Task material —
//! ArcFace face recognizer via ONNX Runtime.
//!
//! Turns an aligned 112×112 face crop into an L2-normalized 512-d encoding
//! using the w600k_r50 model.

use crate::alignment::{self, ALIGNED_SIZE};
use crate::types::{BoundingBox, Encoding, EncodingSpec, FaceImage};
use ndarray::Array4;
use ort::session::Session;
use ort::value::TensorRef;
use std::path::Path;
use thiserror::Error;

const PIXEL_MEAN: f32 = 127.5;
const PIXEL_STD: f32 = 127.5; // symmetric, unlike SCRFD's 128.0
pub const ARCFACE_DIMENSION: usize = 512;
pub const ARCFACE_MODEL_VERSION: &str = "w600k_r50";

/// Spec of every encoding this recognizer produces.
pub const ARCFACE_SPEC: EncodingSpec = EncodingSpec::tagged(ARCFACE_DIMENSION, true, ARCFACE_MODEL_VERSION);

#[derive(Error, Debug)]
pub enum RecognizerError {
    #[error("model file not found: {0}: download w600k_r50.onnx from insightface into the model dir")]
    ModelNotFound(String),
    #[error("inference failed: {0}")]
    InferenceFailed(String),
    #[error("face has no landmarks; the detector must return landmarks for alignment")]
    NoLandmarks,
    #[error("ort: {0}")]
    Ort(#[from] ort::Error),
}

/// ArcFace-based encoder.
pub struct FaceRecognizer {
    session: Session,
}

impl FaceRecognizer {
    /// Load the ArcFace ONNX model from the given path.
    pub fn load(model_path: &str) -> Result<Self, RecognizerError> {
        if !Path::new(model_path).exists() {
            return Err(RecognizerError::ModelNotFound(model_path.to_string()));
        }

        let session = Session::builder()?
            .with_intra_threads(2)?
            .commit_from_file(model_path)?;

        tracing::info!(
            path = model_path,
            outputs = ?session.outputs().iter().map(|o| o.name()).collect::<Vec<_>>(),
            "loaded ArcFace model"
        );

        Ok(Self { session })
    }

    /// Encode the detected `face` of `image`.
    pub fn encode(&mut self, image: &FaceImage, face: &BoundingBox) -> Result<Encoding, RecognizerError> {
        let landmarks = face.landmarks.as_ref().ok_or(RecognizerError::NoLandmarks)?;
        let crop = alignment::align_face(image.data(), image.width(), image.height(), landmarks);
        let input = crop_to_tensor(&crop);

        let outputs = self.session.run(ort::inputs![TensorRef::from_array_view(input.view())?])?;
        let (_, raw) = outputs[0]
            .try_extract_tensor::<f32>()
            .map_err(|e| RecognizerError::InferenceFailed(format!("embedding output: {e}")))?;

        if raw.len() != ARCFACE_DIMENSION {
            return Err(RecognizerError::InferenceFailed(format!(
                "expected {ARCFACE_DIMENSION}-d output, got {}",
                raw.len()
            )));
        }

        Ok(Encoding::normalized(raw.to_vec()).with_model_version(ARCFACE_MODEL_VERSION))
    }
}

/// 112×112 grayscale crop → normalized NCHW tensor with the luma replicated per channel.
fn crop_to_tensor(crop: &[u8]) -> Array4<f32> {
    Array4::from_shape_fn((1, 3, ALIGNED_SIZE, ALIGNED_SIZE), |(_, _, y, x)| {
        let pixel = crop.get(y * ALIGNED_SIZE + x).copied().unwrap_or(0) as f32;
        (pixel - PIXEL_MEAN) / PIXEL_STD
    })
}
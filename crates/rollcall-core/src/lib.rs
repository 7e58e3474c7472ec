//! rollcall-core: face encodings, identity registry and attendance engine.
//!
//! Encodings come from SCRFD detection plus ArcFace recognition over ONNX
//! Runtime. Matching, de-duplication, enrollment and the recognition loop are
//! pure logic over the [`store`] traits, so they run the same against SQLite
//! in the daemon and the in-memory [`fakes`] in tests.

pub mod alignment;
pub mod dedup;
pub mod detector;
pub mod enrollment;
pub mod extractor;
pub mod fakes;
pub mod matcher;
pub mod recognizer;
pub mod registry;
pub mod session;
pub mod store;
pub mod types;

use std::path::PathBuf;

pub use dedup::{DedupError, DedupOutcome, Deduplicator, SessionKeyPolicy};
pub use enrollment::{EnrollError, EnrollmentPipeline, EnrollmentReport};
pub use extractor::{EncodingExtractor, ExtractError, OnnxExtractor, QualityIssue};
pub use matcher::{EuclideanMatcher, MatchOutcome, MatchResult, Matcher};
pub use registry::{Gallery, IdentityRegistry, RegistryError};
pub use session::{CancelToken, FrameSource, FrameStatus, RecognitionSession, SessionConfig};
pub use store::{AttendanceStore, RegistryStore, StoreError};
pub use types::{
    AttendanceRecord, AttendanceRow, BoundingBox, Encoding, EncodingId, EncodingSpec, FaceImage, Person, PersonId,
    SessionKey,
};

/// Default location of `det_10g.onnx` and `w600k_r50.onnx`.
pub fn default_model_dir() -> PathBuf {
    PathBuf::from("/var/lib/rollcall/models")
}
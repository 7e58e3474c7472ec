use anyhow::{Context, Result};
use config::{BusKind, Config};
use dbus_interface::{AttendanceService, BUS_NAME, OBJECT_PATH};
use rollcall_core::recognizer::ARCFACE_SPEC;
use rollcall_core::registry::IdentityRegistry;
use seal::EncodingCipher;
use std::sync::Arc;
use store::SqliteStore;
use tracing_subscriber::EnvFilter;

mod config;
mod dbus_interface;
mod engine;
mod seal;
mod store;

#[tokio::main]
async fn main() -> Result<()> {
    tracing_subscriber::fmt()
        .with_env_filter(EnvFilter::try_from_default_env().unwrap_or_else(|_| EnvFilter::new("info")))
        .init();

    tracing::info!("rollcalld starting");

    let config = Config::load().context("loading configuration")?;
    tracing::info!(
        camera = %config.camera_device,
        db = %config.db_path.display(),
        threshold = config.match_threshold,
        policy = %config.session_policy,
        "configuration loaded"
    );

    let cipher = config
        .encryption_key_path
        .as_deref()
        .map(EncodingCipher::from_key_file)
        .transpose()?;

    let store = SqliteStore::open(&config.db_path, config.store_timeout(), cipher.clone())
        .with_context(|| format!("opening database {}", config.db_path.display()))?;
    let registry = Arc::new(IdentityRegistry::open(store, ARCFACE_SPEC)?);
    let gallery = registry.snapshot();
    tracing::info!(
        persons = gallery.person_count(),
        encodings = gallery.encoding_count(),
        "identity registry loaded"
    );

    let engine = engine::spawn_engine(config.clone(), cipher.clone(), Arc::clone(&registry))
        .context("starting recognition engine")?;

    let bus = config.bus;
    let service = AttendanceService {
        engine: engine.clone(),
        registry,
        config: Arc::new(config),
        cipher,
    };

    let builder = match bus {
        BusKind::Session => zbus::connection::Builder::session()?,
        BusKind::System => zbus::connection::Builder::system()?,
    };
    let _conn = builder
        .name(BUS_NAME)?
        .serve_at(OBJECT_PATH, service)?
        .build()
        .await
        .with_context(|| format!("registering {BUS_NAME} on the {bus:?} bus"))?;

    tracing::info!(bus = ?bus, name = BUS_NAME, "rollcalld ready");

    tokio::signal::ctrl_c().await?;
    tracing::info!("rollcalld shutting down");

    match engine.stop_session().await {
        Ok(summary) => tracing::info!(session = %summary.id, marked = summary.stats.marked, "session closed"),
        Err(engine::EngineError::NoSession) => {}
        Err(e) => tracing::warn!(error = %e, "failed to close session"),
    }

    Ok(())
}
//! Storage contracts for the registry and the attendance log.
//!
//! The core only reaches persistence through these traits; it never issues
//! queries of its own.

use crate::types::{AttendanceRecord, AttendanceRow, Encoding, EncodingId, Person, PersonId, SessionKey};
use chrono::{DateTime, NaiveDate, Utc};
use thiserror::Error;

#[derive(Error, Debug, Clone, PartialEq)]
pub enum StoreError {
    #[error("storage backend: {0}")]
    Backend(String),
    #[error("storage busy: timed out waiting for a lock")]
    Timeout,
    #[error("person {0} already stored")]
    Conflict(PersonId),
    #[error("person {0} is not stored")]
    MissingPerson(PersonId),
    #[error("corrupt encoding for {person}: {reason}")]
    Corrupt { person: PersonId, reason: String },
}

/// Outcome of an attendance insert.
#[derive(Debug, Clone, Copy, PartialEq, Eq)]
pub enum InsertOutcome {
    Inserted,
    /// The (person, session key) pair was already stored.
    Duplicate,
}

/// Durable persons and encodings.
///
/// Every method that writes more than one row must be atomic.
pub trait RegistryStore: Send {
    fn load_persons(&mut self) -> Result<Vec<Person>, StoreError>;

    /// Insert a new person and their encodings; returns the new encoding ids in order.
    fn insert_person(
        &mut self,
        id: &PersonId,
        name: &str,
        created_at: DateTime<Utc>,
        encodings: &[Encoding],
    ) -> Result<Vec<EncodingId>, StoreError>;

    fn insert_encodings(&mut self, id: &PersonId, encodings: &[Encoding]) -> Result<Vec<EncodingId>, StoreError>;

    /// Returns false if the encoding did not exist.
    fn delete_encoding(&mut self, id: &PersonId, encoding: EncodingId) -> Result<bool, StoreError>;

    /// Delete a person and everything that references them. Returns false if absent.
    fn delete_person(&mut self, id: &PersonId) -> Result<bool, StoreError>;
}

/// Durable attendance records.
pub trait AttendanceStore: Send {
    fn insert_attendance(&mut self, record: &AttendanceRecord) -> Result<InsertOutcome, StoreError>;

    /// Persons already recorded under `key`.
    fn session_attendees(&mut self, key: &SessionKey) -> Result<Vec<PersonId>, StoreError>;

    /// Records joined with names, newest first, bounded by inclusive local dates.
    fn attendance_between(
        &mut self,
        from: Option<NaiveDate>,
        to: Option<NaiveDate>,
    ) -> Result<Vec<AttendanceRow>, StoreError>;
}
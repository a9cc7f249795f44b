#![no_main]

use covert_metrics::config::AnalysisConfig;
use covert_metrics::diagnostics::Diagnostics;
use covert_metrics::parser::{sequence_trials, DetectorParser, PingParser, TrialParser};

use libfuzzer_sys::fuzz_target;

fuzz_target!(|data: &[u8]| {
    // Every extractor must tolerate arbitrary text without panicking
    if let Ok(input) = std::str::from_utf8(data) {
        let config = AnalysisConfig::default();

        if let Ok(parser) = TrialParser::from_config(&config) {
            let mut records = parser.parse(input);
            sequence_trials(&mut records);
        }

        if let Ok(parser) = DetectorParser::from_config(&config) {
            let mut diagnostics = Diagnostics::new();
            let _ = parser.parse_narrative(input, "fuzz", &mut diagnostics);
            let _ = parser.parse_assessments(input);
        }

        if let Ok(parser) = PingParser::new() {
            let _ = parser.parse_run(input, input);
        }
    }
});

Problem details — Only lines with the word "DateTime" are wanted. Find and copy them from the records above.

Expected answer —
use chrono::{DateTime, NaiveDate, Utc};
        created_at: DateTime<Utc>,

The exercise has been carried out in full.